→ Problem to work on:
Go through the data line by line from the top, retyping each exactly, and end with the line that contains "Some('M') | Some('m')".

[Collected data entries]
########
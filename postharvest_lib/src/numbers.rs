//! Parsing of abbreviated engagement counts as rendered in post footers.

use std::sync::OnceLock;

use regex::Regex;

/// Converts a displayed count to an integer.
///
/// Accepts `1.5K`, `2.3M` (case-insensitive suffix, fractional remainder
/// truncated) and plain digit groups with thousands separators (`1,234`).
/// Anything else, including the empty string, yields 0.
pub fn parse_count(raw: &str) -> u64 {
    let cleaned = raw.trim();
    if cleaned.is_empty() {
        return 0;
    }
    let (num_str, mult) = match cleaned.chars().last() {
        Some('K') | Some('k') => (&cleaned[..cleaned.len() - 1], 1_000),
        Some('M') | Some('m') => (&cleaned[..cleaned.len() - 1], 1_000_000),
        _ => return parse_int(cleaned).unwrap_or(0),
    };
    scale_decimal(num_str.trim(), mult).unwrap_or(0)
}

/// Pulls the first count out of an accessibility label such as
/// `"1,234 Likes. Like"` or `"1.5K Reposts"`.
pub fn parse_count_label(label: &str) -> u64 {
    static COUNT_RE: OnceLock<Option<Regex>> = OnceLock::new();
    let re = COUNT_RE.get_or_init(|| Regex::new(r"(?i)\d[\d,]*(?:\.\d+)?[km]?").ok());
    re.as_ref()
        .and_then(|re| re.find(label))
        .map(|m| parse_count(m.as_str()))
        .unwrap_or(0)
}

fn parse_int(raw: &str) -> Option<u64> {
    let cleaned = raw.replace(',', "");
    if cleaned.is_empty() || !cleaned.chars().all(|c| c.is_ascii_digit()) {
        return None;
    }
    cleaned.parse().ok()
}

// Exact `whole.frac * mult`, truncated. Float multiplication would turn
// "2.3M" into 2_299_999.
fn scale_decimal(raw: &str, mult: u64) -> Option<u64> {
    let (whole, frac) = match raw.split_once('.') {
        Some((whole, frac)) => (whole, frac),
        None => (raw, ""),
    };
    if whole.is_empty() && frac.is_empty() {
        return None;
    }
    let whole = if whole.is_empty() { 0 } else { parse_int(whole)? };
    if !frac.chars().all(|c| c.is_ascii_digit()) {
        return None;
    }
    let mut value = u128::from(whole) * u128::from(mult);
    // Digits past the multiplier's precision can only contribute a remainder.
    let precision = mult.to_string().len() - 1;
    let frac = &frac[..frac.len().min(precision)];
    if !frac.is_empty() {
        let digits: u128 = frac.parse().ok()?;
        let denom = 10u128.pow(frac.len() as u32);
        value += digits * u128::from(mult) / denom;
    }
    u64::try_from(value).ok()
}
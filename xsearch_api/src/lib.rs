mod client;
mod errors;
mod query;
pub mod types;
pub mod user_agent;
pub use self::client::Client;
pub use self::errors::Error;
pub use self::query::{Expansion, Query, QueryCommon, SearchQuery, TweetField, UserField};
mod meta;
pub use self::meta::{Includes, SearchMeta, SearchResponse};

mod tweet;
pub use self::tweet::{Entities, Hashtag, PublicMetrics, Tweet};

mod user;
pub use self::user::{User, UserPublicMetrics};
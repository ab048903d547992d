//! HTTP client for the v2 recent-search API.

use std::time::Duration;

use reqwest::StatusCode;
use serde::de::DeserializeOwned;
use url::Url;

use crate::{
    query::{Query, SearchQuery},
    types::SearchResponse,
    user_agent::get_user_agent,
    Error,
};

/// HTTP client for the v2 recent-search API.
///
/// Authenticates with an app-only bearer token. Each request builds a fresh
/// `reqwest::Client` with a 30-second timeout.
pub struct Client {
    /// Base URL for the API. Defaults to `https://api.twitter.com`.
    base_api_url: String,
    bearer_token: String,
}

impl Client {
    /// Creates a new client pointing at the production API.
    pub fn new(bearer_token: impl Into<String>) -> Self {
        Self {
            base_api_url: "https://api.twitter.com".to_string(),
            bearer_token: bearer_token.into(),
        }
    }

    /// Creates a new client with a custom base URL. Used for testing with wiremock.
    pub fn with_base_url(base_url: &str, bearer_token: impl Into<String>) -> Self {
        Self {
            base_api_url: base_url.trim_end_matches('/').to_string(),
            bearer_token: bearer_token.into(),
        }
    }

    fn get_url(&self, path: &str, query: Option<&impl Query>) -> Result<Url, Error> {
        let url = Url::parse(format!("{}{}", &self.base_api_url, path).as_str()).map_err(|e| {
            tracing::error!("Invalid URL constructed: {}", e);
            Error::RequestFailed
        })?;
        Ok(match query {
            Some(query) => query.add_to_url(&url),
            None => url,
        })
    }

    async fn get<T, Q>(&self, path: &str, query: Option<&Q>) -> Result<T, Error>
    where
        T: DeserializeOwned,
        Q: Query,
    {
        let url = self.get_url(path, query)?;
        let client = reqwest::Client::builder()
            .user_agent(get_user_agent())
            .timeout(Duration::from_secs(30))
            .build()
            .map_err(|e| {
                tracing::error!("Failed to build HTTP client: {}", e);
                Error::RequestFailed
            })?;
        let resp = client
            .get(url)
            .bearer_auth(&self.bearer_token)
            .header("accept", "application/json")
            .send()
            .await
            .map_err(|e| {
                tracing::error!("Failed to get resource: {}", e);
                Error::RequestFailed
            })?;

        let status = resp.status();
        if status == StatusCode::TOO_MANY_REQUESTS {
            let reset = resp
                .headers()
                .get("x-rate-limit-reset")
                .and_then(|v| v.to_str().ok())
                .and_then(|v| v.parse::<i64>().ok());
            tracing::warn!("Rate limited, window resets at {:?}", reset);
            return Err(Error::RateLimited { reset });
        }
        if status == StatusCode::UNAUTHORIZED || status == StatusCode::FORBIDDEN {
            tracing::error!("Bearer token rejected with status {}", status);
            return Err(Error::Unauthorized {
                status: status.as_u16(),
            });
        }

        let body = resp.text().await.map_err(|e| {
            tracing::error!("Failed to read response body: {}", e);
            Error::RequestFailed
        })?;

        if !status.is_success() {
            let snippet = truncate_body(&body);
            tracing::error!("Request failed with status {}: {}", status, snippet);
            return Err(Error::HttpStatus {
                status: status.as_u16(),
                body: snippet,
            });
        }

        serde_json::from_str::<T>(&body).map_err(|e| {
            let snippet = truncate_body(&body);
            tracing::error!("Failed to parse resource: {} | body: {}", e, snippet);
            Error::Parse(e.to_string())
        })
    }

    /// Fetches one page of posts from the last seven days matching the query.
    pub async fn search_recent(&self, query: &SearchQuery) -> Result<SearchResponse, Error> {
        self.get::<SearchResponse, SearchQuery>("/2/tweets/search/recent", Some(query))
            .await
    }
}

fn truncate_body(body: &str) -> String {
    const MAX: usize = 2000;
    if body.len() <= MAX {
        body.to_string()
    } else {
        let mut end = MAX;
        while !body.is_char_boundary(end) {
            end -= 1;
        }
        format!("{}...[truncated]", &body[..end])
    }
}

#[cfg(test)]
mod tests {
    use super::*;

    #[test]
    fn truncate_body_keeps_short_bodies() {
        assert_eq!(truncate_body("oops"), "oops");
    }

    #[test]
    fn truncate_body_respects_char_boundaries() {
        let body = "中".repeat(1000);
        let out = truncate_body(&body);
        assert!(out.ends_with("...[truncated]"));
        assert!(out.len() < body.len());
    }
}
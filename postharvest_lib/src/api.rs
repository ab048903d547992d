//! Official recent-search backend.

use std::time::Duration;

use async_trait::async_trait;
use chrono::{DateTime, SecondsFormat, Utc};
use tracing::{info, warn};
use xsearch_api::types::{SearchResponse, Tweet, User};
use xsearch_api::{Client, Query, SearchQuery};

use crate::record::{Backend, PostRecord, QuerySpec};
use crate::source::{Advance, ItemOutcome, PostSource, SourceError};

/// The recent-search endpoint only covers the last seven days.
pub const RECENT_WINDOW_DAYS: i64 = 7;
pub const MAX_RATE_LIMIT_WAIT: Duration = Duration::from_secs(15 * 60);

#[derive(Debug, Clone)]
pub struct ApiOptions {
    pub max_results: u32,
    pub start_time: Option<DateTime<Utc>>,
    pub wait_on_rate_limit: bool,
}

/// `start` when it falls inside the recent-search window, otherwise `None`.
pub fn recent_start_time(start: Option<DateTime<Utc>>, now: DateTime<Utc>) -> Option<DateTime<Utc>> {
    let start = start?;
    let window_open = now - chrono::Duration::days(RECENT_WINDOW_DAYS);
    if start >= window_open {
        Some(start)
    } else {
        info!("start_time {} is outside the recent window, ignoring", start);
        None
    }
}

/// How long to sleep for a rate-limit reset given as epoch seconds.
pub fn rate_limit_wait(reset: Option<i64>, now: DateTime<Utc>) -> Duration {
    match reset {
        Some(reset) => {
            let secs = (reset - now.timestamp()).max(0) as u64;
            Duration::from_secs(secs + 1).min(MAX_RATE_LIMIT_WAIT)
        }
        None => MAX_RATE_LIMIT_WAIT,
    }
}

fn to_record(tweet: &Tweet, author: Option<&User>, query: &str) -> PostRecord {
    let username = author.map(|u| u.username.clone()).unwrap_or_default();
    let url = if username.is_empty() {
        format!("https://x.com/i/web/status/{}", tweet.id)
    } else {
        format!("https://x.com/{}/status/{}", username, tweet.id)
    };
    let metrics = tweet.public_metrics.unwrap_or_default();
    PostRecord {
        id: tweet.numeric_id(),
        url: Some(url),
        username,
        display_name: author.map(|u| u.name.clone()).unwrap_or_default(),
        date: tweet
            .created_at
            .map(|t| t.to_rfc3339_opts(SecondsFormat::Millis, true))
            .unwrap_or_default(),
        text: tweet.text.clone(),
        image: None,
        like_count: metrics.like_count,
        retweet_count: metrics.retweet_count,
        reply_count: Some(metrics.reply_count),
        quote_count: Some(metrics.quote_count),
        language: tweet.lang.clone(),
        hashtags: tweet.hashtags(),
        user_verified: author.and_then(|u| u.verified),
        user_followers: author
            .and_then(|u| u.public_metrics.as_ref())
            .map(|m| m.followers_count),
        author_id: tweet.author_id.clone(),
        query: query.to_string(),
        source: Backend::ApiClient,
    }
}

/// Joins each post with its author from `includes.users`.
pub fn response_records(resp: &SearchResponse, query: &str) -> Vec<PostRecord> {
    resp.data
        .iter()
        .map(|tweet| {
            let author = tweet.author_id.as_deref().and_then(|id| resp.user_by_id(id));
            to_record(tweet, author, query)
        })
        .collect()
}

pub struct ApiSource {
    client: Client,
    options: ApiOptions,
    query: Option<QuerySpec>,
    next_token: Option<String>,
    pending: Vec<PostRecord>,
    exhausted: bool,
}

impl ApiSource {
    pub fn new(client: Client, options: ApiOptions) -> Self {
        Self {
            client,
            options,
            query: None,
            next_token: None,
            pending: Vec::new(),
            exhausted: false,
        }
    }

    fn build_query(&self, text: &str) -> SearchQuery {
        let mut q = SearchQuery::new(text).with_max_results(self.options.max_results);
        if let Some(token) = &self.next_token {
            q = q.with_next_token(token.clone());
        }
        if let Some(start) = recent_start_time(self.options.start_time, Utc::now()) {
            q = q.with_start_time(start);
        }
        q
    }

    async fn fetch(&self, q: &SearchQuery) -> Result<SearchResponse, SourceError> {
        match self.client.search_recent(q).await {
            Err(xsearch_api::Error::RateLimited { reset }) if self.options.wait_on_rate_limit => {
                let wait = rate_limit_wait(reset, Utc::now());
                warn!("rate limited, sleeping {}s before retrying", wait.as_secs());
                tokio::time::sleep(wait).await;
                Ok(self.client.search_recent(q).await?)
            }
            other => Ok(other?),
        }
    }
}

#[async_trait]
impl PostSource for ApiSource {
    fn backend(&self) -> Backend {
        Backend::ApiClient
    }

    async fn begin(&mut self, query: &QuerySpec) -> Result<(), SourceError> {
        self.query = Some(query.clone());
        self.next_token = None;
        self.pending.clear();
        self.exhausted = false;
        Ok(())
    }

    async fn advance(&mut self) -> Result<Advance, SourceError> {
        let text = match &self.query {
            Some(q) => q.query.clone(),
            None => return Err(SourceError::NotStarted),
        };
        if self.exhausted {
            return Ok(Advance::Exhausted);
        }
        let q = self.build_query(&text);
        let resp = self.fetch(&q).await?;
        info!("fetched {} posts", resp.data.len());
        self.pending = response_records(&resp, &text);
        self.next_token = resp.meta.next_token;
        if self.next_token.is_none() {
            self.exhausted = true;
            return Ok(Advance::Exhausted);
        }
        Ok(Advance::More)
    }

    async fn collect(&mut self) -> Result<Vec<ItemOutcome>, SourceError> {
        Ok(std::mem::take(&mut self.pending)
            .into_iter()
            .map(|r| {
                if r.is_valid() {
                    ItemOutcome::Record(r)
                } else {
                    ItemOutcome::Failed(format!("post {:?} has no joined author or date", r.id))
                }
            })
            .collect())
    }

    async fn close(&mut self) {
        self.pending.clear();
        self.query = None;
    }
}

#[cfg(test)]
mod tests {
    use super::*;
    use chrono::TimeZone;

    fn now() -> DateTime<Utc> {
        Utc.with_ymd_and_hms(2025, 3, 10, 12, 0, 0).unwrap()
    }

    #[test]
    fn start_time_only_inside_window() {
        let recent = Utc.with_ymd_and_hms(2025, 3, 5, 0, 0, 0).unwrap();
        let old = Utc.with_ymd_and_hms(2025, 1, 1, 0, 0, 0).unwrap();
        assert_eq!(recent_start_time(Some(recent), now()), Some(recent));
        assert_eq!(recent_start_time(Some(old), now()), None);
        assert_eq!(recent_start_time(None, now()), None);
    }

    #[test]
    fn rate_limit_wait_is_capped() {
        let n = now();
        assert_eq!(
            rate_limit_wait(Some(n.timestamp() + 30), n),
            Duration::from_secs(31)
        );
        assert_eq!(rate_limit_wait(Some(n.timestamp() - 5), n), Duration::from_secs(1));
        assert_eq!(rate_limit_wait(Some(n.timestamp() + 7200), n), MAX_RATE_LIMIT_WAIT);
        assert_eq!(rate_limit_wait(None, n), MAX_RATE_LIMIT_WAIT);
    }
}
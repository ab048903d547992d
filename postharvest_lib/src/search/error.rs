use reqwest::StatusCode;

#[derive(thiserror::Error, Debug)]
pub enum SearchError {
    #[error("http error: {0}")]
    Http(#[from] reqwest::Error),
    #[error("unexpected status {status}")]
    HttpStatus { status: StatusCode },
    #[error("rate limited")]
    RateLimited,
    #[error("guest token activation failed: {0}")]
    GuestToken(String),
    #[error("json error: {0}")]
    Json(#[from] serde_json::Error),
}
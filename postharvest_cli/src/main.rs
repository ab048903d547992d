mod commands;
mod output;

use std::fs::OpenOptions;
use std::path::{Path, PathBuf};
use std::sync::Mutex;

use anyhow::{Context, Result};
use clap::{Parser, Subcommand};
use tracing_subscriber::prelude::*;
use tracing_subscriber::EnvFilter;

use crate::output::OutputFormat;

#[derive(Parser)]
#[command(name = "postharvest")]
#[command(about = "Collect posts from search results into JSON Lines files")]
struct Cli {
    /// Output format: table, json, csv, or markdown
    #[arg(long, default_value = "table", global = true)]
    output: String,

    /// Run configuration file (.toml, .yaml or .yml). Built-in queries are used when omitted
    #[arg(long, global = true)]
    config: Option<PathBuf>,

    /// Also append log lines to this file
    #[arg(long, global = true)]
    log_file: Option<PathBuf>,

    #[command(subcommand)]
    command: Commands,
}

#[derive(Subcommand)]
enum Commands {
    /// Scroll the search page in a Chromium browser and extract rendered posts
    Browser(Box<commands::browser::BrowserArgs>),
    /// Page the search timeline over HTTP with a guest token
    Search(commands::search::SearchArgs),
    /// Query the official recent-search API with a bearer token
    Api(commands::api::ApiArgs),
    /// Summarize and rank posts from raw JSONL files
    Report(commands::report::ReportArgs),
}

fn init_logging(log_file: Option<&Path>) -> Result<()> {
    let filter = EnvFilter::try_from_default_env()
        .unwrap_or_else(|_| EnvFilter::new("postharvest=info,postharvest_lib=info"));

    let file_layer = match log_file {
        Some(path) => {
            let file = OpenOptions::new()
                .create(true)
                .append(true)
                .open(path)
                .with_context(|| format!("failed to open log file {}", path.display()))?;
            Some(
                tracing_subscriber::fmt::layer()
                    .with_target(false)
                    .with_ansi(false)
                    .with_writer(Mutex::new(file)),
            )
        }
        None => None,
    };

    tracing_subscriber::registry()
        .with(filter)
        .with(tracing_subscriber::fmt::layer().with_target(false))
        .with(file_layer)
        .init();
    Ok(())
}

#[tokio::main]
async fn main() -> Result<()> {
    dotenvy::dotenv().ok();

    let cli = Cli::parse();
    init_logging(cli.log_file.as_deref())?;

    let format = match cli.output.as_str() {
        "json" => OutputFormat::Json,
        "csv" => OutputFormat::Csv,
        "md" | "markdown" => OutputFormat::Markdown,
        _ => OutputFormat::Table,
    };
    let config = cli.config.as_deref();

    match &cli.command {
        Commands::Browser(args) => commands::browser::run(args.as_ref(), config, &format).await?,
        Commands::Search(args) => commands::search::run(args, config, &format).await?,
        Commands::Api(args) => commands::api::run(args, config, &format).await?,
        Commands::Report(args) => commands::report::run(args, &format)?,
    }

    Ok(())
}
########
→ Solution to this task:
filename postharvest_lib/src/numbers.rs
//! Parsing of abbreviated engagement counts as rendered in post footers.

use std::sync::OnceLock;

use regex::Regex;

/// Converts a displayed count to an integer.
///
/// Accepts `1.5K`, `2.3M` (case-insensitive suffix, fractional remainder
/// truncated) and plain digit groups with thousands separators (`1,234`).
/// Anything else, including the empty string, yields 0.
pub fn parse_count(raw: &str) -> u64 {
    let cleaned = raw.trim();
    if cleaned.is_empty() {
        return 0;
    }
    let (num_str, mult) = match cleaned.chars().last() {
        Some('K') | Some('k') => (&cleaned[..cleaned.len() - 1], 1_000),
        Some('M') | Some('m') => (&cleaned[..cleaned.len() - 1], 1_000_000),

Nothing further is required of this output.